Polycystic ovary syndrome (PCOS) is a complex reproductive endocrine disorder. And metabolic syndrome (MS) is an important bridge for PCOS patients to develop other diseases, such as diabetes and coronary heart disease. Our aim was to study the potential metabolic characteristics of PCOS-MS and identify sensitive biomarkers so as to provide targets for clinical screening, diagnosis, and treatment.

Methods

In this study, 44 PCOS patients with MS, 34 PCOS patients without MS, and 32 healthy controls were studied. Plasma samples of subjects were tested by ultraperformance liquid chromatography (UPLC) system combined with LTQ-orbi-trap mass spectrometry. The changes of metabolic characteristics from PCOS to PCOS-MS were systematically analyzed. Correlations between differential metabolites and clinical characteristics of PCOS-MS were assessed. Differential metabolites with high correlation were further evaluated by the receiver operating characteristic (ROC) curve to identify their sensitivity as screening indicators.

Results

There were significant differences in general characteristics, reproductive hormone, and metabolic parameters in the PCOS-MS group when compared with the PCOS group and healthy controls.
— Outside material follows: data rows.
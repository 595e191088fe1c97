//! Credential storage.
//!
//! `KeyValueStore` is the opaque persistence capability supplied by the host
//! (keyring, file, memory). `CredentialContext` is the typed view over it that
//! the transport reads and the session mutates.

use std::collections::HashMap;
use std::fmt;
use std::sync::{Arc, Mutex};

use crate::error::{Error, Result};
use crate::models::User;

pub const TOKEN_KEY: &str = "token";
pub const TENANT_CODE_KEY: &str = "organ-code";
pub const USER_PROFILE_KEY: &str = "user-info";
pub const SESSION_COOKIE_KEY: &str = "session-cookie";

/// Every key the client writes; `clear` implementations that cannot enumerate
/// their backing store remove exactly these.
pub const CREDENTIAL_KEYS: [&str; 4] = [
    TOKEN_KEY,
    TENANT_CODE_KEY,
    USER_PROFILE_KEY,
    SESSION_COOKIE_KEY,
];

pub trait KeyValueStore: Send + Sync + 'static {
    fn get(&self, key: &str) -> Result<Option<String>>;
    fn set(&self, key: &str, value: &str) -> Result<()>;
    fn remove(&self, key: &str) -> Result<()>;
    fn clear(&self) -> Result<()>;
}

/// Process-local store; contents are lost when the process exits
#[derive(Debug, Clone, Default)]
pub struct MemoryStore {
    entries: Arc<Mutex<HashMap<String, String>>>,
}

impl MemoryStore {
    pub fn new() -> Self {
        Self::default()
    }

    fn with_entries<T>(&self, apply: impl FnOnce(&mut HashMap<String, String>) -> T) -> Result<T> {
        let mut guard = self
            .entries
            .lock()
            .map_err(|error| Error::Storage(error.to_string()))?;
        Ok(apply(&mut guard))
    }
}

impl KeyValueStore for MemoryStore {
    fn get(&self, key: &str) -> Result<Option<String>> {
        self.with_entries(|entries| entries.get(key).cloned())
    }

    fn set(&self, key: &str, value: &str) -> Result<()> {
        self.with_entries(|entries| {
            entries.insert(key.to_string(), value.to_string());
        })
    }

    fn remove(&self, key: &str) -> Result<()> {
        self.with_entries(|entries| {
            entries.remove(key);
        })
    }

    fn clear(&self) -> Result<()> {
        self.with_entries(HashMap::clear)
    }
}

/// Typed access to the stored token, tenant code, user profile and session
/// cookie. Cloning shares the underlying store.
#[derive(Clone)]
pub struct CredentialContext {
    store: Arc<dyn KeyValueStore>,
}

impl fmt::Debug for CredentialContext {
    fn fmt(&self, formatter: &mut fmt::Formatter<'_>) -> fmt::Result {
        formatter
            .debug_struct("CredentialContext")
            .field("store", &"[opaque]")
            .finish()
    }
}

impl CredentialContext {
    /// Wrap a store at application start; reports whether a profile was restored.
    pub fn init(store: Arc<dyn KeyValueStore>) -> Self {
        let context = Self { store };
        match context.user() {
            Ok(Some(user)) => tracing::info!("Restored session for user {}", user.id),
            Ok(None) => tracing::debug!("No stored session"),
            Err(error) => tracing::warn!("Stored session could not be read: {}", error),
        }
        context
    }

    pub fn token(&self) -> Result<Option<String>> {
        self.non_empty(TOKEN_KEY)
    }

    pub fn set_token(&self, token: &str) -> Result<()> {
        self.store.set(TOKEN_KEY, token)
    }

    pub fn tenant_code(&self) -> Result<Option<String>> {
        self.non_empty(TENANT_CODE_KEY)
    }

    pub fn set_tenant_code(&self, code: &str) -> Result<()> {
        self.store.set(TENANT_CODE_KEY, code)
    }

    pub fn session_cookie(&self) -> Result<Option<String>> {
        self.non_empty(SESSION_COOKIE_KEY)
    }

    pub fn set_session_cookie(&self, cookie: &str) -> Result<()> {
        self.store.set(SESSION_COOKIE_KEY, cookie)
    }

    pub fn remove_session_cookie(&self) -> Result<()> {
        self.store.remove(SESSION_COOKIE_KEY)
    }

    /// Last-known profile of the logged-in user.
    pub fn user(&self) -> Result<Option<User>> {
        match self.non_empty(USER_PROFILE_KEY)? {
            Some(raw) => Ok(Some(serde_json::from_str(&raw)?)),
            None => Ok(None),
        }
    }

    pub fn set_user(&self, user: &User) -> Result<()> {
        let raw = serde_json::to_string(user)?;
        self.store.set(USER_PROFILE_KEY, &raw)
    }

    pub fn remove_user(&self) -> Result<()> {
        self.store.remove(USER_PROFILE_KEY)
    }

    /// Drop every stored credential and the cached profile.
    pub fn clear(&self) -> Result<()> {
        self.store.clear()
    }

    fn non_empty(&self, key: &str) -> Result<Option<String>> {
        Ok(self.store.get(key)?.filter(|value| !value.trim().is_empty()))
    }
}
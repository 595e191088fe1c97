//! Data models for notetree

mod note;
mod nullable;
mod user;

pub use note::{
    CreateNote, ListNotesParams, Note, NoteId, NoteStatus, NoteUpdated, ParentFilter,
    UpdateNote, UpdatePosition,
};
pub use user::{ChangePassword, Credentials, RegisterUser, UpdateProfile, User, UserId};
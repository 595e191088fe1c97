//! Persistent CLI configuration.

use std::path::{Path, PathBuf};

use notetree_core::util::normalize_text_option;
use notetree_core::ClientConfig;

use crate::error::CliError;

const CONFIG_DIR_NAME: &str = "notetree";
const CONFIG_FILE_NAME: &str = "config.json";

pub fn default_config_path() -> Result<PathBuf, CliError> {
    dirs::config_dir()
        .map(|dir| dir.join(CONFIG_DIR_NAME).join(CONFIG_FILE_NAME))
        .ok_or_else(|| CliError::Config("Failed to resolve CLI config directory".to_string()))
}

/// Effective configuration: config file, then `NOTETREE_*` environment, then
/// the `--base-url` flag.
pub fn load_client_config(base_url: Option<&str>) -> Result<ClientConfig, CliError> {
    resolve_client_config(&default_config_path()?, |key| std::env::var(key).ok(), base_url)
}

pub fn resolve_client_config(
    path: &Path,
    lookup: impl Fn(&str) -> Option<String>,
    base_url: Option<&str>,
) -> Result<ClientConfig, CliError> {
    let mut config = ClientConfig::load_from_path(path)?;
    config.apply_overrides(lookup)?;
    if let Some(base_url) = normalize_text_option(base_url.map(ToString::to_string)) {
        config.base_url = base_url;
    }

    if config.base_url.trim().is_empty() {
        return Err(CliError::NotConfigured);
    }
    Ok(config.validate()?)
}
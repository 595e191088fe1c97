use std::path::PathBuf;
use std::sync::Arc;

use notetree_core::session::CredentialContext;
use notetree_core::util::normalize_text_option;
use notetree_core::ClientConfig;

use crate::cli::ConfigCommands;
use crate::config_file::default_config_path;
use crate::error::CliError;
use crate::store::KeyringStore;

pub fn run_config(command: ConfigCommands, global_base_url: Option<&str>) -> Result<(), CliError> {
    match command {
        ConfigCommands::Show => run_config_show(global_base_url),
        ConfigCommands::Init {
            base_url,
            tenant,
            download_dir,
        } => run_config_init(
            base_url.as_deref().or(global_base_url),
            tenant.as_deref(),
            download_dir,
        ),
    }
}

fn run_config_show(global_base_url: Option<&str>) -> Result<(), CliError> {
    let path = default_config_path()?;
    let mut config = ClientConfig::load_from_path(&path)?;
    config.apply_env()?;
    if let Some(base_url) = normalize_text_option(global_base_url.map(ToString::to_string)) {
        config.base_url = base_url;
    }

    println!("Config file: {}", path.display());
    println!("{}", serde_json::to_string_pretty(&config)?);
    let credentials = CredentialContext::init(Arc::new(KeyringStore::default()));
    match credentials.tenant_code()? {
        Some(code) => println!("Tenant code: {code}"),
        None => println!("Tenant code: (none)"),
    }
    Ok(())
}

fn run_config_init(
    base_url: Option<&str>,
    tenant: Option<&str>,
    download_dir: Option<PathBuf>,
) -> Result<(), CliError> {
    let path = default_config_path()?;
    let config = apply_init(ClientConfig::load_from_path(&path)?, base_url, download_dir)?;
    config.save_to_path(&path)?;
    println!("Saved config to {}", path.display());

    if let Some(code) = normalize_text_option(tenant.map(ToString::to_string)) {
        CredentialContext::init(Arc::new(KeyringStore::default())).set_tenant_code(&code)?;
        println!("Stored tenant code {code}");
    }
    Ok(())
}

/// Merge `config init` flags into an existing file config and validate it.
pub fn apply_init(
    mut config: ClientConfig,
    base_url: Option<&str>,
    download_dir: Option<PathBuf>,
) -> Result<ClientConfig, CliError> {
    if let Some(base_url) = normalize_text_option(base_url.map(ToString::to_string)) {
        config.base_url = base_url;
    }
    if download_dir.is_some() {
        config.download_dir = download_dir;
    }
    if config.base_url.trim().is_empty() {
        return Err(CliError::NotConfigured);
    }
    Ok(config.validate()?)
}
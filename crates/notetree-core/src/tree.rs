//! Flat-to-tree materialization.
//!
//! Notes arrive from the service as a flat list where each entry points at its
//! parent. [`build_tree`] turns that list into nested [`TreeNode`]s:
//!
//! - an entry whose parent equals the configured root value is top level,
//! - an entry whose parent is present becomes that parent's child,
//! - an entry whose parent is missing from the list is promoted to top level.
//!
//! Each entry is placed by a single parent lookup, so malformed input with a
//! parent cycle cannot loop; entries on a detached cycle are simply not
//! reachable from any top-level node. Building, counting and dropping use
//! explicit work stacks, so tree depth is not bounded by the call stack.

use std::cmp::Ordering;
use std::collections::HashMap;
use std::hash::Hash;

use serde::Serialize;

use crate::models::{Note, NoteId};

/// An entity that knows its own identifier and its parent's.
pub trait TreeItem {
    type Id: Eq + Hash + Clone;

    fn id(&self) -> Self::Id;
    fn parent_id(&self) -> Option<Self::Id>;
}

impl TreeItem for Note {
    type Id = NoteId;

    fn id(&self) -> NoteId {
        self.id
    }

    fn parent_id(&self) -> Option<NoteId> {
        self.parent_id
    }
}

type Compare<T> = dyn Fn(&T, &T) -> Ordering + Send + Sync;
type Comparator<T> = Box<Compare<T>>;

/// Root value and sibling ordering for [`build_tree`]
pub struct TreeOptions<T: TreeItem> {
    /// Parent value marking top-level entries; `None` by default
    pub root_parent_id: Option<T::Id>,
    sort_by: Option<Comparator<T>>,
}

impl<T: TreeItem> Default for TreeOptions<T> {
    fn default() -> Self {
        Self {
            root_parent_id: None,
            sort_by: None,
        }
    }
}

impl<T: TreeItem> TreeOptions<T> {
    pub fn new() -> Self {
        Self::default()
    }

    #[must_use]
    pub fn root(mut self, root_parent_id: T::Id) -> Self {
        self.root_parent_id = Some(root_parent_id);
        self
    }

    /// Order siblings with `compare`; applied to every level independently.
    #[must_use]
    pub fn sort_by(mut self, compare: impl Fn(&T, &T) -> Ordering + Send + Sync + 'static) -> Self {
        self.sort_by = Some(Box::new(compare));
        self
    }
}

impl TreeOptions<Note> {
    /// Top-level notes, siblings ordered by position then id.
    pub fn notes_by_position() -> Self {
        Self::new().sort_by(Note::sibling_order)
    }
}

/// An entity plus its ordered children
#[derive(Debug, Clone, PartialEq, Eq, Serialize)]
pub struct TreeNode<T> {
    #[serde(flatten)]
    pub item: T,
    pub children: Vec<TreeNode<T>>,
}

impl<T> TreeNode<T> {
    pub const fn leaf(item: T) -> Self {
        Self {
            item,
            children: Vec::new(),
        }
    }

    /// Number of nodes in this subtree, including this one.
    pub fn node_count(&self) -> usize {
        self.depth_first().count()
    }

    /// Pre-order walk yielding `(depth, item)`; this node is depth 0.
    pub fn depth_first(&self) -> DepthFirst<'_, T> {
        DepthFirst {
            stack: vec![(0, self)],
        }
    }
}

impl<T> Drop for TreeNode<T> {
    fn drop(&mut self) {
        let mut pending = std::mem::take(&mut self.children);
        while let Some(mut node) = pending.pop() {
            pending.append(&mut node.children);
        }
    }
}

/// Total node count across a forest.
pub fn tree_node_count<T>(nodes: &[TreeNode<T>]) -> usize {
    nodes.iter().map(TreeNode::node_count).sum()
}

/// Pre-order walk across a forest, yielding `(depth, item)`.
pub fn walk_forest<T>(nodes: &[TreeNode<T>]) -> impl Iterator<Item = (usize, &T)> {
    nodes.iter().flat_map(TreeNode::depth_first)
}

pub struct DepthFirst<'a, T> {
    stack: Vec<(usize, &'a TreeNode<T>)>,
}

impl<'a, T> Iterator for DepthFirst<'a, T> {
    type Item = (usize, &'a T);

    fn next(&mut self) -> Option<Self::Item> {
        let (depth, node) = self.stack.pop()?;
        self.stack
            .extend(node.children.iter().rev().map(|child| (depth + 1, child)));
        Some((depth, &node.item))
    }
}

/// Build a nested tree from a flat, parent-referencing list.
///
/// The input is not modified; entries are cloned into the returned nodes.
pub fn build_tree<T>(items: &[T], options: &TreeOptions<T>) -> Vec<TreeNode<T>>
where
    T: TreeItem + Clone,
{
    let index: HashMap<T::Id, usize> = items
        .iter()
        .enumerate()
        .map(|(position, item)| (item.id(), position))
        .collect();

    let mut children: Vec<Vec<usize>> = vec![Vec::new(); items.len()];
    let mut top_level = Vec::new();

    for (position, item) in items.iter().enumerate() {
        let parent = item.parent_id();
        if parent == options.root_parent_id {
            top_level.push(position);
        } else if let Some(parent) = parent {
            match index.get(&parent) {
                Some(&parent_position) => children[parent_position].push(position),
                None => top_level.push(position),
            }
        }
        // A null parent under a non-null root value matches no rule.
    }

    materialize(&top_level, items, &children, options.sort_by.as_deref())
}

/// Clone the placed entries into nodes, children before their parents.
fn materialize<T: Clone>(
    top_level: &[usize],
    items: &[T],
    children: &[Vec<usize>],
    compare: Option<&Compare<T>>,
) -> Vec<TreeNode<T>> {
    let mut preorder = Vec::new();
    let mut pending = top_level.to_vec();
    while let Some(position) = pending.pop() {
        preorder.push(position);
        pending.extend_from_slice(&children[position]);
    }

    let mut built: Vec<Option<TreeNode<T>>> =
        std::iter::repeat_with(|| None).take(items.len()).collect();
    for &position in preorder.iter().rev() {
        let nodes = collect_level(&children[position], &mut built, compare);
        built[position] = Some(TreeNode {
            item: items[position].clone(),
            children: nodes,
        });
    }
    collect_level(top_level, &mut built, compare)
}

fn collect_level<T>(
    positions: &[usize],
    built: &mut [Option<TreeNode<T>>],
    compare: Option<&Compare<T>>,
) -> Vec<TreeNode<T>> {
    let mut nodes: Vec<TreeNode<T>> = positions
        .iter()
        .filter_map(|&position| built[position].take())
        .collect();
    if let Some(compare) = compare {
        nodes.sort_by(|a, b| compare(&a.item, &b.item));
    }
    nodes
}
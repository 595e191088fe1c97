use reqwest::Method;

use super::with_query;
use crate::error::Result;
use crate::models::{CreateNote, ListNotesParams, Note, NoteId, NoteUpdated, UpdateNote, UpdatePosition};
use crate::transport::{RequestOptions, Transport};
use crate::tree::{build_tree, TreeNode, TreeOptions};

const NOTES_PATH: &str = "/v1/notes";

/// Client for `/v1/notes`
#[derive(Clone)]
pub struct NotesClient {
    transport: Transport,
}

impl NotesClient {
    pub const fn new(transport: Transport) -> Self {
        Self { transport }
    }

    pub async fn create(&self, note: &CreateNote) -> Result<Note> {
        self.transport
            .request_json(Method::POST, NOTES_PATH, RequestOptions::json(note)?)
            .await
    }

    pub async fn get(&self, id: NoteId) -> Result<Note> {
        self.transport
            .request_json(Method::GET, &note_path(id), RequestOptions::new())
            .await
    }

    /// List notes matching the supplied filters.
    pub async fn list(&self, params: &ListNotesParams) -> Result<Vec<Note>> {
        let path = with_query(NOTES_PATH, &params.query_pairs());
        let notes: Option<Vec<Note>> = self
            .transport
            .request_json(Method::GET, &path, RequestOptions::new())
            .await?;
        Ok(notes.unwrap_or_default())
    }

    pub async fn list_all(&self) -> Result<Vec<Note>> {
        self.list(&ListNotesParams::default()).await
    }

    /// Fetch a listing and nest it by parent, siblings ordered by position.
    pub async fn tree(&self, params: &ListNotesParams) -> Result<Vec<TreeNode<Note>>> {
        let notes = self.list(params).await?;
        tracing::debug!("Building tree from {} notes", notes.len());
        Ok(build_tree(&notes, &TreeOptions::notes_by_position()))
    }

    pub async fn update(&self, id: NoteId, changes: &UpdateNote) -> Result<NoteUpdated> {
        self.transport
            .request_json(Method::PUT, &note_path(id), RequestOptions::json(changes)?)
            .await
    }

    pub async fn delete(&self, id: NoteId) -> Result<()> {
        self.transport
            .request_unit(Method::DELETE, &note_path(id), RequestOptions::new())
            .await
    }

    pub async fn trash(&self, id: NoteId) -> Result<()> {
        self.put_action(id, "trash").await
    }

    pub async fn restore(&self, id: NoteId) -> Result<()> {
        self.put_action(id, "restore").await
    }

    pub async fn toggle_favorite(&self, id: NoteId) -> Result<()> {
        self.put_action(id, "favorite").await
    }

    pub async fn update_position(&self, id: NoteId, position: i64) -> Result<()> {
        self.transport
            .request_unit(
                Method::PUT,
                &format!("{}/position", note_path(id)),
                RequestOptions::json(&UpdatePosition { position })?,
            )
            .await
    }

    async fn put_action(&self, id: NoteId, action: &str) -> Result<()> {
        self.transport
            .request_unit(
                Method::PUT,
                &format!("{}/{action}", note_path(id)),
                RequestOptions::new(),
            )
            .await
    }
}

fn note_path(id: NoteId) -> String {
    format!("{NOTES_PATH}/{id}")
}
We found 40 differential metabolites which were involved in 23 pathways when compared with the PCOS group. The metabolic network further reflected the metabolic environment, including the interaction between metabolic pathways, modules, enzymes, reactions, and metabolites. In the correlation analysis, there were 11 differential metabolites whose correlation coefficient with clinical parameters was greater than 0.4, which were expected to be taken as biomarkers for clinical diagnosis. Besides, these 11 differential metabolites were assessed by ROC, and the areas under curve (AUCs) were all greater than 0.7, with a good sensitivity. Furthermore, combinational metabolic biomarkers, such as glutamic acid + leucine + phenylalanine and carnitine C 4: 0 + carnitine C18:1 + carnitine C5:0 were expected to be sensitive combinational biomarkers in clinical practice.

Conclusion

Our study provides a new insight to understand the pathogenesis mechanism, and the discriminating metabolites may help screen high-risk of MS in patients with PCOS and provide sensitive biomarkers for clinical diagnosis.